The plaintiff had driven a moped on Block Island approximately four times before leasing one this time
from Aldo’s.
After test driving the moped to determine whether it was properly functioning, plaintiff explored
a portion of the island that she had not previously explored.  During the course of her tour, she went on
a road called Mohegan Trail.  She had not previously been on this road, either on a moped or in a car.
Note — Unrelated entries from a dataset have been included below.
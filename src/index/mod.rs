pub mod builder;

pub use builder::IndexBuilder;

use crate::error::ReplayError;
use crate::store::EventLogStore;
use serde::{Deserialize, Serialize};
use std::fs::File;
use std::io::{self, BufReader, BufWriter};
use std::path::Path;

/// Time index over a recorded event log
///
/// Parallel arrays: entry `i` holds the log-relative timestamp (microseconds)
/// and the byte position of the i-th event. Timestamps are non-decreasing and
/// start at 0; `timestamp_offset` has already been subtracted from every raw
/// value. Built once per log by [`IndexBuilder`] and immutable afterwards.
#[derive(Debug, Clone, Default, Serialize, Deserialize)]
pub struct LogIndex {
    timestamps: Vec<i64>,
    file_positions: Vec<u64>,
    timestamp_offset: i64,
}

impl LogIndex {
    /// Index a whole log with default options
    pub fn build<S: EventLogStore>(store: &mut S) -> Result<Self, ReplayError> {
        IndexBuilder::new().build(store)
    }

    /// Number of indexed events
    pub fn len(&self) -> usize {
        self.timestamps.len()
    }

    pub fn is_empty(&self) -> bool {
        self.timestamps.is_empty()
    }

    /// Log-relative timestamp of event `index`, in microseconds
    pub fn timestamp(&self, index: usize) -> i64 {
        self.timestamps[index]
    }

    /// All log-relative timestamps, in log order
    pub fn timestamps(&self) -> &[i64] {
        &self.timestamps
    }

    /// Byte position of event `index` in the store
    pub fn file_position(&self, index: usize) -> u64 {
        self.file_positions[index]
    }

    /// Raw timestamp of the first event that had one; subtracted from every
    /// stored timestamp so the index starts at relative time 0
    pub fn timestamp_offset(&self) -> i64 {
        self.timestamp_offset
    }

    /// Index of the first event at or after `timestamp` (log-relative
    /// microseconds), leftmost on ties
    ///
    /// Requests past the last event clamp to the last index. Must not be
    /// called on an empty index; callers guard with [`is_empty`](Self::is_empty).
    pub fn find_event_index(&self, timestamp: i64) -> usize {
        debug_assert!(!self.is_empty());
        let index = self.timestamps.partition_point(|&t| t < timestamp);
        index.min(self.timestamps.len() - 1)
    }

    /// Timestamp of the last indexed event, in seconds
    pub fn end_time(&self) -> Result<f64, ReplayError> {
        match self.timestamps.last() {
            Some(&t) => Ok(t as f64 * 1e-6),
            None => Err(ReplayError::EmptyIndex),
        }
    }

    /// Write the index as JSON so large logs can be indexed once and reopened
    pub fn save(&self, path: impl AsRef<Path>) -> io::Result<()> {
        let file = File::create(path)?;
        serde_json::to_writer(BufWriter::new(file), self).map_err(io::Error::from)
    }

    /// Load an index previously written by [`save`](Self::save)
    pub fn load(path: impl AsRef<Path>) -> io::Result<Self> {
        let file = File::open(path)?;
        serde_json::from_reader(BufReader::new(file)).map_err(io::Error::from)
    }
}

#[cfg(test)]
mod tests {
    use super::*;
    use crate::core::LogEvent;
    use crate::store::MemoryLogStore;

    fn index_over(timestamps: &[i64]) -> LogIndex {
        let events = timestamps
            .iter()
            .enumerate()
            .map(|(i, &t)| LogEvent::new(format!("chan{}", i), t, vec![i as u8]))
            .collect();
        LogIndex::build(&mut MemoryLogStore::new(events)).unwrap()
    }

    #[test]
    fn find_event_index_clamps_and_prefers_leftmost() {
        let index = index_over(&[0, 1_000_000, 1_000_000, 2_500_000]);
        assert_eq!(index.find_event_index(-5), 0);
        assert_eq!(index.find_event_index(0), 0);
        assert_eq!(index.find_event_index(1), 1);
        // Leftmost match on ties
        assert_eq!(index.find_event_index(1_000_000), 1);
        assert_eq!(index.find_event_index(2_500_000), 3);
        // Past the end clamps to the last index
        assert_eq!(index.find_event_index(99_000_000), 3);
    }

    #[test]
    fn end_time_is_last_timestamp_in_seconds() {
        let index = index_over(&[0, 250_000, 1_500_000]);
        assert!((index.end_time().unwrap() - 1.5).abs() < 1e-9);
    }

    #[test]
    fn save_load_round_trip() {
        let index = index_over(&[0, 250_000, 1_000_000]);
        let path = std::env::temp_dir()
            .join(format!("event-replay-index-{}.json", std::process::id()));
        index.save(&path).unwrap();
        let loaded = LogIndex::load(&path).unwrap();
        std::fs::remove_file(&path).unwrap();

        assert_eq!(loaded.timestamps(), index.timestamps());
        assert_eq!(loaded.timestamp_offset(), index.timestamp_offset());
        assert_eq!(loaded.file_position(2), index.file_position(2));
    }
}
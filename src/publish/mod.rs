use tracing::debug;

/// Pub/sub transport the engine republishes events through
///
/// Publishing is fire-and-forget; the replay core never consults a result.
/// Engines take their publisher explicitly, there is no process-wide default
/// transport.
pub trait Publisher {
    fn publish(&mut self, channel: &str, payload: &[u8]);
}

/// Capturing publisher for tests and dry runs
#[derive(Debug, Default)]
pub struct MemoryPublisher {
    published: Vec<(String, Vec<u8>)>,
}

impl MemoryPublisher {
    pub fn new() -> Self {
        Self::default()
    }

    /// Channels and payloads published so far, in order
    pub fn published(&self) -> &[(String, Vec<u8>)] {
        &self.published
    }

    /// Drain everything published so far (for verification)
    pub fn take_published(&mut self) -> Vec<(String, Vec<u8>)> {
        std::mem::take(&mut self.published)
    }
}

impl Publisher for MemoryPublisher {
    fn publish(&mut self, channel: &str, payload: &[u8]) {
        self.published.push((channel.to_string(), payload.to_vec()));
    }
}

/// Publisher that logs each event instead of sending it anywhere; used by
/// the CLI player
#[derive(Debug, Default)]
pub struct ConsolePublisher;

impl Publisher for ConsolePublisher {
    fn publish(&mut self, channel: &str, payload: &[u8]) {
        debug!("publish {} ({} bytes)", channel, payload.len());
    }
}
As she entered a turn leading to Mohegan Trail, her moped tipped and “went down” on the road.  After
she fell, plaintiff noticed a large amount of gravel, pebbles, and debris in the road.  She contends that the
moped “went down” as a result of hitting  the gravel, pebbles, and debris.   The plaintiff  suffered a
shoulder injury and a large gash, multiple abrasions, and contusions on her right leg.
The plaintiff brought an action against Aldo’s for negligence, alleging that it had failed to warn
her of known and/or foreseeable conditions that existed on roads on which people might drive a moped
on Block Island, where the lease had taken place.   The plaintiff did not contend before the Superior
Court that there was any defect in the moped itself.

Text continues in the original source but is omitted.